Location: Vallejo, CA
Medium: Photography, artist books
Website: andresgonzalezphoto.com
Andres Gonzalez is a visual artist, photographer, and educator based in Vallejo, California. He received a BA from Pomona College and an MA in Visual Communications from Ohio University in 2004. He’s been a Fulbright Fellow (Istanbul) and a contributor to the New Yorker, Smithsonian, and the New York Times. His awards include a Light Work Artist Residency, a Pulitzer Center Grant, a New York Photo Award, the Canon Italia Young Photographer’s Prize (2009), and recognition from the Magenta Foundation and the Alexia Foundation for World Peace. He was selected as one of PDN’s 30 photographers to watch.
He is the life partner of photographer CarolynDrake — with whom he lives in Vallejo and has collaborated on their most recent book, I’ll Let You Be In My Dreams If I Can Be In Yours (MACK, 2024).

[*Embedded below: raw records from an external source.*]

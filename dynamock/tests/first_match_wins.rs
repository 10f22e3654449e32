// vim: tw=80
//! When several expectations accept the same call, the one declared first
//! handles it, no matter how specific the others are.
#![deny(warnings)]

use dynamock::{*, matcher::*};

#[test]
fn general_before_specific() {
    let item = MockHandle::new("item");
    item.should_receive("find").with(params![kind_of::<i32>()])
        .and_return("general");
    item.should_receive("find").with(params![1i32]).and_return("specific");
    assert_eq!(item.call_as::<&str>("find", args![1i32]).unwrap(),
               "general");
}

#[test]
fn specific_before_general() {
    let item = MockHandle::new("item");
    item.should_receive("find").with(params![1i32]).and_return("specific");
    item.should_receive("find").with(params![kind_of::<i32>()])
        .and_return("general");
    assert_eq!(item.call_as::<&str>("find", args![1i32]).unwrap(),
               "specific");
    assert_eq!(item.call_as::<&str>("find", args![2i32]).unwrap(),
               "general");
}

#[test]
fn unconstrained_shadows_later() {
    let item = MockHandle::new("item");
    item.should_receive("find").and_return(0u32);
    item.should_receive("find").with(params![1i32]).once().and_return(1u32);
    assert_eq!(item.call_as::<u32>("find", args![1i32]).unwrap(), 0);
    // The shadowed expectation was never called
    let e = item.verify().unwrap_err();
    assert!(e.to_string().contains("expected 1, got 0 (with (var == 1))"));
}

#[test]
fn sequence_by_exhaustion() {
    let item = MockHandle::new("item");
    item.should_receive("next").once().and_return("a");
    item.should_receive("next").once().and_return("b");
    assert_eq!(item.call_as::<&str>("next", args![]).unwrap(), "a");
    assert_eq!(item.call_as::<&str>("next", args![]).unwrap(), "b");
    item.verify().unwrap();
}

#[test]
fn methods_are_independent() {
    let item = MockHandle::new("item");
    item.should_receive("name").and_return("guitar");
    item.should_receive("price").and_return(5u32);
    assert_eq!(item.call_as::<u32>("price", args![]).unwrap(), 5);
    assert_eq!(item.call_as::<&str>("name", args![]).unwrap(), "guitar");
}
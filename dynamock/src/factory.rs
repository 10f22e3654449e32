// vim: tw=80
//! Injectable constructors whose products can be intercepted by a test.
//!
//! Code under test never builds a mockable collaborator directly.  It asks a
//! [`Factory`] instead, and a [`Scope`](crate::Scope) may temporarily
//! redirect that factory so that every new instance is a partial mock, or
//! the same shared mock.  The redirection is undone when the scope is torn
//! down.

use std::{
    fmt,
    sync::{
        atomic::{AtomicUsize, Ordering},
        Arc, Mutex, Weak,
    },
};
use tracing::{debug, trace};

use crate::{
    handle::{Dispatch, MockHandle},
    lock,
    scope::ScopeInner,
    value::Args,
    Config, MockError,
};

type Constructor = dyn Fn(Args) -> Result<Box<dyn Dispatch>, MockError>
    + Send + Sync;
pub(crate) type Configurator = dyn Fn(&MockHandle) + Send + Sync;

#[derive(Clone)]
pub(crate) enum Rule {
    /// Wrap every new real instance in a partial mock and configure it
    PerInstance(Arc<Configurator>),
    /// Hand out the same mock for every construction
    Shared(MockHandle),
}

struct Interception {
    scope: Weak<ScopeInner>,
    rule: Rule,
}

/// Builds instances of one real type on behalf of code under test.
///
/// # Examples
/// ```
/// # use dynamock::*;
/// struct Item { name: String }
///
/// #[dispatch]
/// impl Item {
///     fn name(&self) -> String {
///         self.name.clone()
///     }
/// }
///
/// let items = Factory::new("Item", |args: Args| {
///     let name = args.get_as::<&str>(0).copied().unwrap_or_default();
///     Ok(Item { name: name.to_owned() })
/// });
///
/// let scope = Scope::new();
/// scope.intercept_new_instances(&items, |item| {
///     item.should_receive("name").once().and_return(String::from("mock"));
/// }).unwrap();
/// let mut item = items.create(args!["Deschutes"]).unwrap();
/// assert_eq!(item.call_as::<String>("name", args![]).unwrap(), "mock");
/// scope.teardown().unwrap();
///
/// // Restored: real instances again
/// let mut item = items.create(args!["Deschutes"]).unwrap();
/// assert_eq!(item.call_as::<String>("name", args![]).unwrap(), "Deschutes");
/// ```
pub struct Factory {
    name: String,
    ctor: Box<Constructor>,
    interception: Mutex<Option<Interception>>,
    /// Number of instances wrapped so far, for labels
    wrapped: AtomicUsize,
}

impl Factory {
    pub fn new<S, T, F>(name: S, ctor: F) -> Arc<Self>
        where S: Into<String>,
              T: Dispatch + 'static,
              F: Fn(Args) -> Result<T, MockError> + Send + Sync + 'static
    {
        let ctor = move |args| {
            ctor(args).map(|t| Box::new(t) as Box<dyn Dispatch>)
        };
        Arc::new(Factory {
            name: name.into(),
            ctor: Box::new(ctor),
            interception: Mutex::new(None),
            wrapped: AtomicUsize::new(0),
        })
    }

    pub fn name(&self) -> &str {
        &self.name
    }

    pub fn is_intercepted(&self) -> bool {
        lock(&self.interception).is_some()
    }

    /// Build a new instance.  Inside an intercepting scope this returns a
    /// mock instead of the bare real object.
    pub fn create(&self, args: Args) -> Result<Box<dyn Dispatch>, MockError> {
        let current = lock(&self.interception).as_ref()
            .map(|i| (i.scope.clone(), i.rule.clone()));
        match current {
            None => (self.ctor)(args),
            Some((_, Rule::Shared(handle))) => {
                trace!(factory = %self.name, handle = %handle.label(),
                       "handing out shared mock");
                Ok(Box::new(handle))
            },
            Some((scope, Rule::PerInstance(configure))) => {
                let real = (self.ctor)(args)?;
                let n = self.wrapped.fetch_add(1, Ordering::Relaxed) + 1;
                let label = format!("{}#{}", self.name, n);
                trace!(factory = %self.name, %label, "wrapping new instance");
                let handle = match scope.upgrade() {
                    Some(scope) => scope.new_handle(label, Some(real)),
                    None => MockHandle::build(label, &Config::default(),
                                              Some(real))
                };
                configure(&handle);
                Ok(Box::new(handle))
            }
        }
    }

    pub(crate) fn install(&self, scope: &Arc<ScopeInner>, rule: Rule)
        -> Result<(), MockError>
    {
        let mut guard = lock(&self.interception);
        if guard.is_some() {
            return Err(MockError::AlreadyIntercepted(self.name.clone()));
        }
        debug!(factory = %self.name, "intercepting new instances");
        *guard = Some(Interception { scope: Arc::downgrade(scope), rule });
        Ok(())
    }

    /// Undo an interception made by `scope`.  Interceptions owned by other
    /// scopes are left alone.
    pub(crate) fn restore(&self, scope: &Arc<ScopeInner>) {
        let mut guard = lock(&self.interception);
        let owned = guard.as_ref()
            .map(|i| std::ptr::eq(i.scope.as_ptr(), Arc::as_ptr(scope)))
            .unwrap_or(false);
        if owned {
            debug!(factory = %self.name, "restoring original constructor");
            *guard = None;
        }
    }
}

impl fmt::Debug for Factory {
    fn fmt(&self, f: &mut fmt::Formatter) -> fmt::Result {
        f.debug_struct("Factory")
            .field("name", &self.name)
            .field("intercepted", &self.is_intercepted())
            .finish()
    }
}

He has published three books: Some(W)Here (self-published, 2012); American Origami (Fw:Books, 2019), which won the Light Work Photo Book Award, was shortlisted for the Paris Photo–Aperture Book Awards, and was named one of the best photo books of 2019 by TIME Magazine, The Guardian, and Photo-Eye; and the MACK collaboration with Drake (2024).
Gonzalez works in photography and artist books, synthesizing in-depth research with the poetics of photography — seeking truths behind the fictional and mythic aspects of American history, and attending to places and people that often remain overlooked. His defining project, American Origami, grew from six years of research into the epidemic of mass shootings at American schools. Moving between the poetic and the forensic, he documented the long aftermath of these events: the scar tissue that grows around a campus after the memorials fade, the forensic documents and memorial ephemera that accumulate and disappear, the ways communities carry and suppress collective trauma. The book’s accordion-fold format — opening and revealing its contents in layers — was designed to mirror this archaeology of image, text, archive, and history. His collaborative work with Carolyn Drake, made across five years traversing the US-Mexico border, brings two distinct photographic perspectives into intimate dialogue.